Записки социалиста-революционера. Книга 1 - [2]
Таковы результаты моих «ума холодных наблюдений и сердца горестных замет» за все время жизни, когда перед моими глазами сменился целый ряд вновь входящих «в строй» поколений, и когда приходится думать о том месте, которое занимает мое собственное поколение в пестром людском калейдоскопе, продолжающем развертывать свою бесконечную нить. Но не в горестный цвет окрашивается для меня это грандиозное целое — вмещающийся в узкие рамки личного бытия отрывок целого, еще более грандиозного. Радостное, горестное — здесь только подъемы и ниспадения отдельных волн на поверхности, изборожденной лабиринтом перекрещивающихся могучих океанических течений. И эти подъемы и ниспадения предстают — или, по крайней мере, ощущаются мною не как мутящая «мертвая зыбь», а как перемежающееся кризисами мощное развитие неугомонной стихии «живой жизни»…
Книга первая
В ГОДЫ БЕЗВРЕМЕНЬЯ
(1889–1899)
I
Сознательной жизнью я начал жить в конце восьмидесятых годов. Это было необыкновенно тусклое время. Кругом себя мы не видели никаких ярких фактов политической борьбы.

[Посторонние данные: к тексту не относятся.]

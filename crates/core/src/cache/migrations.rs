//! Schema migrations for the generation store.
//!
//! Versions are recorded in `_migrations`; each pending batch runs inside its
//! own transaction together with its version row.

use super::Error;
use tokio_rusqlite::{Connection, params};

/// Ordered (version, SQL) pairs. Versions only ever grow.
const MIGRATIONS: &[(i64, &str)] = &[(1, include_str!("../../migrations/001_generations.sql"))];

/// Latest schema version this build knows about.
pub fn latest_version() -> i64 {
    MIGRATIONS.last().map(|(v, _)| *v).unwrap_or(0)
}

/// Apply every migration newer than the recorded schema version.
///
/// # Errors
///
/// Returns `MigrationFailed` if the database is newer than this build, or a
/// database error if a batch fails (the failing batch is rolled back).
pub async fn run(conn: &Connection) -> Result<(), Error> {
    conn.call(|conn| -> Result<(), Error> {
        conn.execute(
            "CREATE TABLE IF NOT EXISTS _migrations (
                version INTEGER PRIMARY KEY,
                applied_at TEXT NOT NULL
            )",
            [],
        )?;

        let current: i64 =
            conn.query_row("SELECT COALESCE(MAX(version), 0) FROM _migrations", [], |row| row.get(0))?;

        if current > latest_version() {
            return Err(Error::MigrationFailed(format!(
                "database schema v{current} is newer than supported v{}",
                latest_version()
            )));
        }

        for (version, sql) in MIGRATIONS.iter().filter(|(v, _)| *v > current) {
            let tx = conn.transaction()?;
            tx.execute_batch(sql)?;
            tx.execute(
                "INSERT INTO _migrations (version, applied_at) VALUES (?1, ?2)",
                params![version, chrono::Utc::now().to_rfc3339()],
            )?;
            tx.commit()?;
            tracing::debug!(version, "applied cache schema migration");
        }

        Ok(())
    })
    .await
    .map_err(Error::from)
}
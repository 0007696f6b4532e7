//! Persistent cache store partitioned into named generations.
//!
//! [`CacheStorage`] is the seam to the backing store; [`CacheDb`] implements it
//! on SQLite via tokio-rusqlite. Callers go through [`Caches`] (storage-wide
//! operations) and the [`Cache`] handle it opens (one generation).
//!
//! - Only GET requests are stored or matched
//! - Keys are SHA-256 of method and canonical URL (fragments dropped)
//! - Writes overwrite; entries die with their generation

pub mod connection;
pub mod entries;
pub mod generations;
pub mod hash;
pub mod migrations;

use std::sync::Arc;

use async_trait::async_trait;
use futures_util::future::try_join_all;

pub use crate::Error;
use crate::http::{Request, RequestMode, Response, resolve};
use crate::network::Fetch;

pub use connection::CacheDb;
pub use entries::check_cacheable;

/// Backing store for cache generations.
///
/// Each call is atomic from the caller's point of view; concurrent writers to
/// the same key resolve as last-write-wins.
#[async_trait]
pub trait CacheStorage: Send + Sync {
    /// Create the generation if absent. Returns true if it was created.
    async fn open(&self, name: &str) -> Result<bool, Error>;

    /// Generation names in creation order.
    async fn keys(&self) -> Result<Vec<String>, Error>;

    async fn has(&self, name: &str) -> Result<bool, Error>;

    /// Delete a generation with all of its entries.
    async fn delete(&self, name: &str) -> Result<bool, Error>;

    async fn put(&self, name: &str, request: &Request, response: &Response) -> Result<(), Error>;

    /// Write a batch; all entries land or none do.
    async fn put_all(&self, name: &str, entries: &[(Request, Response)]) -> Result<(), Error>;

    async fn match_in(&self, name: &str, request: &Request) -> Result<Option<Response>, Error>;

    /// First match across all generations, oldest first.
    async fn match_any(&self, request: &Request) -> Result<Option<Response>, Error>;

    /// Stored URLs of one generation.
    async fn entries(&self, name: &str) -> Result<Vec<String>, Error>;
}

#[async_trait]
impl CacheStorage for CacheDb {
    async fn open(&self, name: &str) -> Result<bool, Error> {
        self.open_generation(name).await
    }

    async fn keys(&self) -> Result<Vec<String>, Error> {
        self.generation_names().await
    }

    async fn has(&self, name: &str) -> Result<bool, Error> {
        self.has_generation(name).await
    }

    async fn delete(&self, name: &str) -> Result<bool, Error> {
        self.delete_generation(name).await
    }

    async fn put(&self, name: &str, request: &Request, response: &Response) -> Result<(), Error> {
        self.put_entry(name, request, response).await
    }

    async fn put_all(&self, name: &str, entries: &[(Request, Response)]) -> Result<(), Error> {
        self.put_entries(name, entries).await
    }

    async fn match_in(&self, name: &str, request: &Request) -> Result<Option<Response>, Error> {
        self.match_entry(name, request).await
    }

    async fn match_any(&self, request: &Request) -> Result<Option<Response>, Error> {
        self.match_any_entry(request).await
    }

    async fn entries(&self, name: &str) -> Result<Vec<String>, Error> {
        self.entry_urls(name).await
    }
}

/// Storage-wide cache operations.
#[derive(Clone)]
pub struct Caches {
    storage: Arc<dyn CacheStorage>,
}

impl Caches {
    pub fn new(storage: Arc<dyn CacheStorage>) -> Self {
        Self { storage }
    }

    /// Open a generation, creating it if absent.
    pub async fn open(&self, name: &str) -> Result<Cache, Error> {
        if self.storage.open(name).await? {
            tracing::debug!(generation = name, "created cache generation");
        }
        Ok(Cache { name: name.to_string(), storage: Arc::clone(&self.storage) })
    }

    pub async fn keys(&self) -> Result<Vec<String>, Error> {
        self.storage.keys().await
    }

    pub async fn has(&self, name: &str) -> Result<bool, Error> {
        self.storage.has(name).await
    }

    pub async fn delete(&self, name: &str) -> Result<bool, Error> {
        self.storage.delete(name).await
    }

    /// Look a request up in every generation.
    pub async fn match_request(&self, request: &Request) -> Result<Option<Response>, Error> {
        self.storage.match_any(request).await
    }
}

/// Handle to one opened generation.
#[derive(Clone)]
pub struct Cache {
    name: String,
    storage: Arc<dyn CacheStorage>,
}

impl Cache {
    pub fn name(&self) -> &str {
        &self.name
    }

    pub async fn put(&self, request: &Request, response: &Response) -> Result<(), Error> {
        self.storage.put(&self.name, request, response).await
    }

    pub async fn match_request(&self, request: &Request) -> Result<Option<Response>, Error> {
        self.storage.match_in(&self.name, request).await
    }

    pub async fn urls(&self) -> Result<Vec<String>, Error> {
        self.storage.entries(&self.name).await
    }

    /// Fetch every path and store all responses, or store nothing.
    ///
    /// Paths are resolved against `origin` and fetched concurrently. A
    /// transport failure or a non-2xx status for any path fails the batch.
    pub async fn add_all(&self, network: &dyn Fetch, origin: &url::Url, paths: &[String]) -> Result<usize, Error> {
        let requests = paths
            .iter()
            .map(|path| -> Result<_, Error> {
                let url = resolve(origin, path).map_err(|e| install_failed(path, e))?;
                Ok((path, Request::get(url)?.with_mode(RequestMode::Cors)))
            })
            .collect::<Result<Vec<_>, _>>()?;

        let fetched = try_join_all(requests.into_iter().map(|(path, request)| async move {
            let response = network.fetch(&request).await.map_err(|e| install_failed(path, e))?;
            if !response.ok() {
                return Err(install_failed(path, format!("status {}", response.status)));
            }
            Ok::<_, Error>((request, response))
        }))
        .await?;

        self.storage
            .put_all(&self.name, &fetched)
            .await
            .map_err(|e| install_failed(&self.name, e))?;

        Ok(fetched.len())
    }
}

fn install_failed(asset: &str, reason: impl std::fmt::Display) -> Error {
    Error::InstallFailed { asset: asset.to_string(), reason: reason.to_string() }
}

Общество в революционном смысле было совершенно обескровлено. Оно было — словно тот «вырубленный лес», про который говорил поэт
Жила только легенда о «социалистах» и «нигилистах», ходивших бунтовать «народ» и показывавших наглядно пример, как бороться со всеми властями и законами, божескими и человеческими — кинжалом, бомбами и револьверами. Романтический туман окутывал этих загадочных и дерзких людей. О них кругом вспоминали с обывательским осуждением, но вместе — с каким-то невольным почтением. И это действовало на молодую фантазию… Миф о «нигилистах» был жутко-притягивающим, — как миф о восставшем против Саваофа гордом ангеле, как о строителях Вавилонской башни… как о разбившемся на смерть Икаре.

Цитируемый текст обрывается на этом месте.